Заняв без единого выстрела Вильнёв-ле-Руа и получив таким образом переправу на левый берег Йонны, Платов стал дожидаться подхода других отрядов союзников, чтобы укрепиться в этом важном стратегическом пункте. Также необходимо было уточнить, что за подкрепления отправлены против него и каковы будут намерения противника.

Но если Вильнёв-ле-Руа был занят отрядом Платова совершенно спокойно, то более мелкие партии, разведчики, курьеры могли в сельской местности подвергнуться нападению.

Платов рапортует 1 февраля Барклаю де Толли о конфликте казаков с жителями Жуаньи[1092]. Местные захватили курьера Платова вместе с сопровождавшим его казаком; их «били кулачьем и кричали». Только после вмешательства «благонамеренного нам мэра» курьера отпустили. Платов расценил это происшествие как большую «дерзость», тем более что только три дня назад в Жуаньи была команда в 50 казаков с сотником Грековым, и никаких протестов местные не выказывали. Платов полагал, что, возможно, все дело в какой-нибудь прокламации французских властей, подбивающей население на сопротивление союзникам[1093]. Но для острастки Платов отправил в Жуаньи И.Я. Шперберга[1094] с 500 казаками и 2 орудиями, чтобы он наказал виновных «военной рукою». О результатах этой экспедиции должен был устно доложить Барклаю де Толли хорунжий Лапатин…[1095]

Пока казаки отдыхали в Вильнёв-ле-Руа и чинили правосудие в Жуаньи, Алликс разрабатывал план атаки на них: он наконец-то получил подкрепления! Перед таким напором и самый благоразумный стушуется — прокомментировал реакцию К.П. Пажоля на поведение рвущегося в бой Алликса Ж. Перрен[1096].

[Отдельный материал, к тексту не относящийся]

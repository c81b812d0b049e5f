//! Patient rules

use super::{non_empty_str, ValidationFinding, ValidatorRegistry};
use chrono::{DateTime, NaiveDate};
use serde_json::Value;

pub const KIND: &str = "Patient";

/// FHIR administrative gender codes
pub const GENDER_CODES: &[&str] = &["male", "female", "other", "unknown"];

pub fn register(registry: &mut ValidatorRegistry) {
    registry.register(KIND, check_name);
    registry.register(KIND, check_gender);
    registry.register(KIND, check_birth_date);
    registry.register(KIND, check_id);
}

fn check_name(record: &Value) -> Vec<ValidationFinding> {
    let has_name = record
        .get("name")
        .and_then(Value::as_array)
        .is_some_and(|names| names.iter().any(is_usable_name));

    if has_name {
        Vec::new()
    } else {
        vec![ValidationFinding::error(
            "name",
            "Patient must have at least one name with family or given",
        )]
    }
}

fn is_usable_name(name: &Value) -> bool {
    let family = non_empty_str(name, "family").is_some();
    let given = name
        .get("given")
        .and_then(Value::as_array)
        .is_some_and(|given| {
            given
                .iter()
                .any(|g| g.as_str().is_some_and(|s| !s.trim().is_empty()))
        });
    family || given
}

fn check_gender(record: &Value) -> Vec<ValidationFinding> {
    match record.get("gender") {
        None | Some(Value::Null) => Vec::new(),
        Some(Value::String(code)) if GENDER_CODES.contains(&code.as_str()) => Vec::new(),
        Some(other) => vec![ValidationFinding::error(
            "gender",
            format!(
                "Invalid gender code {other}; expected one of {}",
                GENDER_CODES.join("|")
            ),
        )],
    }
}

fn check_birth_date(record: &Value) -> Vec<ValidationFinding> {
    let Some(value) = record.get("birthDate").filter(|v| !v.is_null()) else {
        return Vec::new();
    };
    let valid = value.as_str().is_some_and(|s| {
        NaiveDate::parse_from_str(s, "%Y-%m-%d").is_ok() || DateTime::parse_from_rfc3339(s).is_ok()
    });
    if valid {
        Vec::new()
    } else {
        vec![ValidationFinding::error(
            "birthDate",
            format!("birthDate must be an ISO-8601 date, got {value}"),
        )]
    }
}

fn check_id(record: &Value) -> Vec<ValidationFinding> {
    if non_empty_str(record, "id").is_some() {
        Vec::new()
    } else {
        vec![ValidationFinding::warning("id", "Patient id is missing")]
    }
}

К.П. Пажоль полагал, что отступление казаков — следствие не столько успеха Алликса, сколько присутствия Наполеона в Труа, где концентрировались французские войска[1097], но все же уступил Алликсу и отправил Дю Куэтлоске предписание действовать осторожно и все же идти со своей кавалерией в Санс. А чтобы поддержать это движение из Монтеро-фо-Йонна, Пажоль отправил во Флериньи — деревушку под Ториньи-сюр-Орёз — 300 конных егерей генерала Ж.-А.-А. Делора. Его партии, дойдя утром до Вильнёв-Ляршевек, докладывали, что видели несколько казаков, двигавшихся от Санса[1098].

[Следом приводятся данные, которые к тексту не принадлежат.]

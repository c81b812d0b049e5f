//! Result type alias for MedBridge
//!
//! A convenient Result type alias that uses `MedbridgeError` as the error type.

use super::errors::MedbridgeError;

/// Result type alias for MedBridge operations
///
/// # Examples
///
/// ```
/// use medbridge::domain::result::Result;
/// use medbridge::domain::errors::MedbridgeError;
///
/// fn example_function() -> Result<String> {
///     Ok("success".to_string())
/// }
///
/// fn failing_function() -> Result<()> {
///     Err(MedbridgeError::InvalidInput("sourceData must be an object".to_string()))
/// }
/// ```
pub type Result<T> = std::result::Result<T, MedbridgeError>;
//! Secret handling for key material and credentials
//!
//! Encryption keys and database passwords are held in [`SecretString`], a
//! `secrecy::Secret` around a zeroizing string. Debug output is redacted and
//! the value is only reachable through `expose_secret()`.
//!
//! ```rust
//! use medbridge::config::secret_string;
//! use secrecy::ExposeSecret;
//!
//! let key = secret_string("0123456789abcdef0123456789abcdef".to_string());
//! assert_eq!(key.expose_secret().len(), 32);
//! println!("{key:?}"); // Secret([REDACTED ...])
//! ```

use secrecy::{CloneableSecret, DebugSecret, Secret, SerializableSecret};
use serde::{Deserialize, Deserializer, Serialize, Serializer};
use zeroize::Zeroize;

/// Zeroizing string payload for [`SecretString`]
#[derive(Clone, Debug, Zeroize)]
#[zeroize(drop)]
pub struct SecretValue(String);

impl CloneableSecret for SecretValue {}
impl DebugSecret for SecretValue {}
impl SerializableSecret for SecretValue {}

impl From<String> for SecretValue {
    fn from(s: String) -> Self {
        SecretValue(s)
    }
}

impl PartialEq<str> for SecretValue {
    fn eq(&self, other: &str) -> bool {
        self.0 == other
    }
}

impl AsRef<str> for SecretValue {
    fn as_ref(&self) -> &str {
        &self.0
    }
}

impl SecretValue {
    pub fn is_empty(&self) -> bool {
        self.0.is_empty()
    }

    /// Length in bytes
    pub fn len(&self) -> usize {
        self.0.len()
    }

    /// Raw bytes, used as key material
    pub fn as_bytes(&self) -> &[u8] {
        self.0.as_bytes()
    }
}

impl Serialize for SecretValue {
    fn serialize<S>(&self, serializer: S) -> Result<S::Ok, S::Error>
    where
        S: Serializer,
    {
        self.0.serialize(serializer)
    }
}

impl<'de> Deserialize<'de> for SecretValue {
    fn deserialize<D>(deserializer: D) -> Result<Self, D::Error>
    where
        D: Deserializer<'de>,
    {
        String::deserialize(deserializer).map(SecretValue)
    }
}

/// A string that is zeroed on drop and redacted in Debug output
pub type SecretString = Secret<SecretValue>;

#[inline]
pub fn secret_string(value: String) -> SecretString {
    Secret::new(SecretValue::from(value))
}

В 11 часов вечера 1 февраля, через пару часов после отхода отряда М.И. Платова от Санса туда прибыла кавалерия Дю Куэтлоске. Алликс должен был быть доволен, его мечты начали осуществляться. Наступление намечено по обоим берегам Йонны с целью перезахватить мост в Вильнёв-ле-Руа и восстановить тем самым линию защиты.

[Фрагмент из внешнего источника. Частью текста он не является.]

//! Storage integrations for MedBridge.
//!
//! - [`database`] - Store traits and the backend factory
//! - [`memory`] - In-process stores for tests and single-node runs
//! - [`postgresql`] - PostgreSQL stores
//!
//! # Design Pattern
//!
//! Adapters isolate external dependencies behind traits. Everything above
//! this layer holds `Arc<dyn JobStore + Send + Sync>` (and friends), which
//! keeps the broker testable against the in-memory backend:
//!
//! ```rust
//! use medbridge::adapters::database::Stores;
//!
//! # async fn example() -> Result<(), Box<dyn std::error::Error>> {
//! let stores = Stores::in_memory();
//! stores.jobs.test_connection().await?;
//! # Ok(())
//! # }
//! ```

pub mod database;
pub mod memory;
pub mod postgresql;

На следующий день, 2 февраля, французы атаковали в юго-западном направлении от Санса части М.И. Платова на правом и левом берегах Йонны.

План Алликса был, по мнению Ж. Перрена, скорее уверенной, нежели глубокой комбинацией. Один отряд кавалерии должен был отвлечь внимание противника на правом берегу, в то время как другой отряд зашел бы по левому берегу ему в тыл у Вильнёв-ле-Руа.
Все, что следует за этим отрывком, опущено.